Close up image of a caretaker helping older woman walk

Employees who are 16 or 17 years old are once again allowed to operate and assist with lifts used to move patients in healthcare facilities as long as they are properly trained, according to the Department of Labor.

In 2010, the department changed a section of child labor law, resulting in those under 18 being prohibited from operating electric and air-operated hoists that exceeded a 2,000-pound capacity. This decision sparked a backlash from healthcare providers and lawmakers.

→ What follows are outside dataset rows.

//! Split-screen player views.
//!
//! A [`PlayerView`] shows the part of the house around one player's
//! character. It holds the character's [`Entity`] handle, never the entity
//! itself: the [`EntityGroup`] and the world are passed in on every call.

use bevy_ecs::prelude::*;

use crate::engine::group::EntityGroup;
use crate::engine::render::{CANVAS_HEIGHT, CANVAS_WIDTH, Color, DrawCommand, Rect, RenderTarget};
use crate::resources::roomgrid::Room;

/// Gap between neighbouring views, in canvas pixels.
pub const GUTTER: f32 = 5.0;

#[derive(Debug, Clone)]
pub struct PlayerView {
    player_number: i32,
    entity: Option<Entity>,
    /// Normalized canvas area this view occupies.
    viewport: Rect,
    /// World area (pixels) shown in the viewport.
    world: Rect,
}

impl PlayerView {
    pub fn new(player_number: i32, viewport: Rect, world: Rect) -> Self {
        Self {
            player_number,
            entity: None,
            viewport,
            world,
        }
    }

    pub fn player_number(&self) -> i32 {
        self.player_number
    }

    pub fn entity(&self) -> Option<Entity> {
        self.entity
    }

    pub fn viewport(&self) -> Rect {
        self.viewport
    }

    pub fn world_rect(&self) -> Rect {
        self.world
    }

    /// Resolve the followed entity by player number.
    pub fn bind(&mut self, world: &World, group: &EntityGroup) -> Option<Entity> {
        self.entity = group.get(world, self.player_number);
        self.entity
    }

    /// Centre the world rectangle on the followed entity.
    pub fn update(&mut self, world: &World, group: &EntityGroup) {
        if let Some(bounds) = self.entity.and_then(|e| group.bounds(world, e)) {
            self.world = self.world.centered_on(bounds.center());
        }
    }

    pub fn draw(&self, world: &World, group: &EntityGroup, rooms: &[Room], target: &mut dyn RenderTarget) {
        target.draw(DrawCommand::SetView {
            viewport: self.viewport,
            world: self.world,
        });
        for room in rooms.iter().filter(|r| r.rect.intersects(&self.world)) {
            target.draw(DrawCommand::Rect { rect: room.rect, color: Color::BACKDROP });
            target.draw(DrawCommand::Outline { rect: room.rect, color: Color::GRAY });
        }
        group.draw(world, target);
        let dead = self.entity.is_some_and(|e| !group.is_alive(world, e));
        let label = if dead {
            format!("P{} (dead)", self.player_number)
        } else {
            format!("P{}", self.player_number)
        };
        target.draw(DrawCommand::Text {
            text: label,
            pos: [self.world.x + 8.0, self.world.y + 8.0],
            size: 14,
            color: Color::for_player(self.player_number),
        });
        target.draw(DrawCommand::ResetView);
    }
}

/// Viewport and initial world rectangle for each of `num_players` views.
///
/// One player gets the whole canvas, two split it left/right, three or four
/// share a 2x2 grid. Neighbouring viewports are separated by [`GUTTER`].
pub fn split_viewports(num_players: usize) -> Vec<(Rect, Rect)> {
    let (ratio_w, ratio_h) = match num_players {
        0 | 1 => (1.0, 1.0),
        2 => (0.5, 1.0),
        _ => (0.5, 0.5),
    };
    let gutter_x = GUTTER / CANVAS_WIDTH / 2.0;
    let gutter_y = GUTTER / CANVAS_HEIGHT / 2.0;

    (0..num_players)
        .map(|i| {
            let x = (i % 2) as f32;
            let y = (i / 2) as f32;
            let world = Rect::new(0.0, 0.0, CANVAS_WIDTH * ratio_w, CANVAS_HEIGHT * ratio_h);
            let viewport = if num_players == 1 {
                Rect::new(0.0, 0.0, 1.0, 1.0)
            } else {
                let (gx, gy) = (
                    if ratio_w < 1.0 { gutter_x } else { 0.0 },
                    if ratio_h < 1.0 { gutter_y } else { 0.0 },
                );
                Rect::new(
                    (ratio_w + gx) * x,
                    (ratio_h + gy) * y,
                    ratio_w - gx,
                    ratio_h - gy,
                )
            };
            (viewport, world)
        })
        .collect()
}

#[cfg(test)]
mod tests {
    use super::*;

    fn approx(a: f32, b: f32) -> bool {
        (a - b).abs() < 1e-5
    }

    #[test]
    fn test_single_view_fills_canvas() {
        let views = split_viewports(1);
        assert_eq!(views.len(), 1);
        assert_eq!(views[0].0, Rect::new(0.0, 0.0, 1.0, 1.0));
        assert_eq!(views[0].1, Rect::new(0.0, 0.0, 720.0, 480.0));
    }

    #[test]
    fn test_two_views_side_by_side() {
        let views = split_viewports(2);
        let (left, right) = (views[0].0, views[1].0);
        assert!(approx(left.x, 0.0));
        assert!(approx(left.h, 1.0));
        assert!(left.x + left.w < right.x, "gutter between views");
        assert!(approx(right.x + right.w, 1.0));
        assert_eq!(views[1].1.w, 360.0);
    }

    #[test]
    fn test_four_views_in_grid_stay_on_canvas() {
        let views = split_viewports(4);
        assert_eq!(views.len(), 4);
        for (viewport, world) in &views {
            assert!(viewport.x >= 0.0 && viewport.y >= 0.0);
            assert!(viewport.x + viewport.w <= 1.0 + 1e-5);
            assert!(viewport.y + viewport.h <= 1.0 + 1e-5);
            assert_eq!(*world, Rect::new(0.0, 0.0, 360.0, 240.0));
        }
        assert!(views[2].0.y > views[0].0.y + views[0].0.h);
        for (a, b) in [(0, 1), (0, 2), (1, 3), (2, 3)] {
            assert!(!views[a].0.intersects(&views[b].0));
        }
    }

    #[test]
    fn test_three_views_leave_fourth_quadrant_empty() {
        let views = split_viewports(3);
        assert_eq!(views.len(), 3);
        assert!(approx(views[2].0.x, 0.0));
        assert!(views[2].0.y > 0.5);
    }
}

After commissioning a study by the National Institute for Occupational Safety and Health to study the matter, the department concluded it would not assert child labor violations for 16- and 17-year-old workers assisting a trained adult worker in using lifts. These teenagers must have completed 75 clock hours of nurse’s aide training; help only a properly trained employee who is at least 18 years old, and must not engage in “hands on” contact with the resident. Additionally, the teenagers cannot work with lifts or hoists if they are injured, and their employer must give them a hard copy of the rules.

This compromise will allow the “Department of Labor’s stated goal of balancing the potential benefits of transitional, staged employment opportunities for children with the necessary protections for their education, health and safety,” Labor Acting Administrator Nancy J. Leppink wrote in a July 13 memo to regional administrators and district directors.